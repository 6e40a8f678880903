use crate::*;
use std::fmt;

/// C header embedding an [`Animation`] into QMK firmware, together with the
/// routine that plays it on the OLED.
pub struct Header<'a> {
    anim: &'a Animation,
}

impl<'a> Header<'a> {
    const ENTRIES_PER_LINE: usize = 15;

    pub fn new(anim: &'a Animation) -> Self {
        Self { anim }
    }

    fn write_array<T>(
        f: &mut fmt::Formatter<'_>,
        decl: &str,
        items: &[T],
        fmt_item: impl Fn(&T) -> String,
    ) -> fmt::Result {
        writeln!(f, "{} = {{", decl)?;

        for items in items.chunks(Self::ENTRIES_PER_LINE) {
            write!(f, "\t")?;

            for item in items {
                write!(f, "{}, ", fmt_item(item))?;
            }

            writeln!(f)?;
        }

        writeln!(f, "}};")?;
        writeln!(f)
    }
}

impl fmt::Display for Header<'_> {
    fn fmt(&self, f: &mut fmt::Formatter<'_>) -> fmt::Result {
        let anim = self.anim;
        let stats = anim.stats();

        let ratio = match stats.compression_ratio() {
            Some(ratio) => format!("{:.3} to 1", ratio),
            None => "n/a".into(),
        };

        let hex = |byte: &u8| format!("{:#04x}", byte);
        let bin = |byte: &u8| format!("{:#010b}", byte);

        writeln!(f, "// Generated by oled-anim; place these definitions at the top of the file.")?;
        writeln!(f)?;
        writeln!(f, "#define ANIM_SIZE {}", stats.base_bytes)?;
        writeln!(f, "#define IDLE_FRAMES {}", stats.frames)?;
        writeln!(f, "#define ANI_BYTE_SIZE 8")?;
        writeln!(f)?;
        writeln!(f, "// Compression ratio: {}", ratio)?;
        writeln!(f, "// Estimated PROGMEM usage: {} bytes", stats.total_bytes())?;
        writeln!(f)?;

        Self::write_array(
            f,
            "static const char PROGMEM frame[]",
            anim.base().bytes(),
            hex,
        )?;

        Self::write_array(
            f,
            "static const uint8_t cumsum_inds[]",
            anim.ranges().bytes(),
            bin,
        )?;

        Self::write_array(
            f,
            "static const uint8_t change_inds[]",
            anim.indices().bytes(),
            bin,
        )?;

        Self::write_array(
            f,
            "static const char PROGMEM change_vals[]",
            anim.values(),
            hex,
        )?;

        writeln!(f, "static uint32_t get_num(const uint8_t* arr, uint8_t bitsize, uint16_t index){{")?;
        writeln!(f, "\tuint32_t bit = (uint32_t)bitsize * index;")?;
        writeln!(f, "\tuint32_t res = 0;")?;
        writeln!(f, "\tfor (uint8_t i = 0; i < bitsize; i++, bit++){{")?;
        writeln!(f, "\t\tres = (res << 1) | ((arr[bit / ANI_BYTE_SIZE] >> (7 - (bit % ANI_BYTE_SIZE))) & 1);")?;
        writeln!(f, "\t}}")?;
        writeln!(f, "\treturn res;")?;
        writeln!(f, "}}")?;
        writeln!(f)?;

        writeln!(f, "static void change_frame_bytewise(uint8_t frame_number){{")?;
        writeln!(
            f,
            "\tuint16_t index_start = get_num(cumsum_inds, {}, frame_number);",
            anim.ranges().field_width()
        )?;
        writeln!(
            f,
            "\tuint16_t index_end = get_num(cumsum_inds, {}, frame_number + 1);",
            anim.ranges().field_width()
        )?;
        writeln!(f, "\tif (index_start != index_end){{")?;
        writeln!(f, "\t\tfor (uint16_t i = index_start; i < index_end; i++){{")?;
        writeln!(
            f,
            "\t\t\toled_write_raw_byte(pgm_read_byte(change_vals + i), get_num(change_inds, {}, i + 1));",
            anim.indices().field_width()
        )?;
        writeln!(f, "\t\t}}")?;
        writeln!(f, "\t}}")?;
        writeln!(f, "}}")
    }
}
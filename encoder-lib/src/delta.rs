use crate::*;
use std::iter;

/// Byte that has to be overwritten to turn one frame into the next one.
#[derive(Clone, Copy, Debug, PartialEq, Eq)]
pub struct ChangeEvent {
    pub index: u32,
    pub value: u8,
}

/// Changes between consecutive frames of a looping animation: transition
/// `n` turns frame `n` into frame `n + 1`, and the last one turns the final
/// frame back into frame 0.
#[derive(Clone, Debug, PartialEq, Eq)]
pub struct Delta {
    indices: Vec<u32>,
    values: Vec<u8>,
    ranges: Vec<u32>,
}

impl Delta {
    pub fn build(frames: &[Bitmap]) -> Result<Self> {
        let first = frames.first().ok_or(Error::EmptySequence)?;

        ensure_uniform(frames.iter().map(Bitmap::dimensions))?;

        let nexts = frames.iter().skip(1).chain(iter::once(first));

        let mut indices = Vec::new();
        let mut values = Vec::new();
        let mut ranges = Vec::with_capacity(frames.len() + 1);

        ranges.push(0);

        for (transition, (prev, curr)) in frames.iter().zip(nexts).enumerate() {
            let before = indices.len();

            for change in diff(prev, curr) {
                indices.push(change.index);
                values.push(change.value);
            }

            tracing::debug!(transition, changes = indices.len() - before, "diffed frames");

            ranges.push(indices.len() as u32);
        }

        Ok(Self {
            indices,
            values,
            ranges,
        })
    }

    /// Byte offsets of all changes, transition by transition.
    pub fn indices(&self) -> &[u32] {
        &self.indices
    }

    /// New byte values, paired one-to-one with [`Self::indices()`].
    pub fn values(&self) -> &[u8] {
        &self.values
    }

    /// Running number of changes; `ranges[n]..ranges[n + 1]` are the changes
    /// of transition `n`.
    pub fn ranges(&self) -> &[u32] {
        &self.ranges
    }

    pub fn transitions(&self) -> usize {
        self.ranges.len() - 1
    }

    pub fn changes(&self, transition: usize) -> impl Iterator<Item = ChangeEvent> + '_ {
        let range = match self.ranges.get(transition..=transition + 1) {
            Some(&[start, end]) => (start as usize)..(end as usize),
            _ => 0..0,
        };

        range.map(move |i| ChangeEvent {
            index: self.indices[i],
            value: self.values[i],
        })
    }

    pub fn len(&self) -> usize {
        self.values.len()
    }

    pub fn is_empty(&self) -> bool {
        self.values.is_empty()
    }
}

/// Bytes of `curr` that differ from `prev`, in ascending order.
pub fn diff<'a>(prev: &'a Bitmap, curr: &'a Bitmap) -> impl Iterator<Item = ChangeEvent> + 'a {
    prev.bytes()
        .iter()
        .zip(curr.bytes())
        .enumerate()
        .filter(|(_, (prev, curr))| prev != curr)
        .map(|(index, (_, &value))| ChangeEvent {
            index: index as u32,
            value,
        })
}

/// Checks that every frame has the same dimensions as the first one.
pub(crate) fn ensure_uniform(dims: impl IntoIterator<Item = (u32, u32)>) -> Result<(u32, u32)> {
    let mut dims = dims.into_iter();
    let expected = dims.next().ok_or(Error::EmptySequence)?;

    for (idx, found) in dims.enumerate() {
        if found != expected {
            return Err(Error::DimensionMismatch {
                frame: idx + 1,
                expected,
                found,
            });
        }
    }

    Ok(expected)
}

========================================================================

A single figure is the whole answer: the number of lines in the listing that contain the word "stats".

• _SOLUTION_
5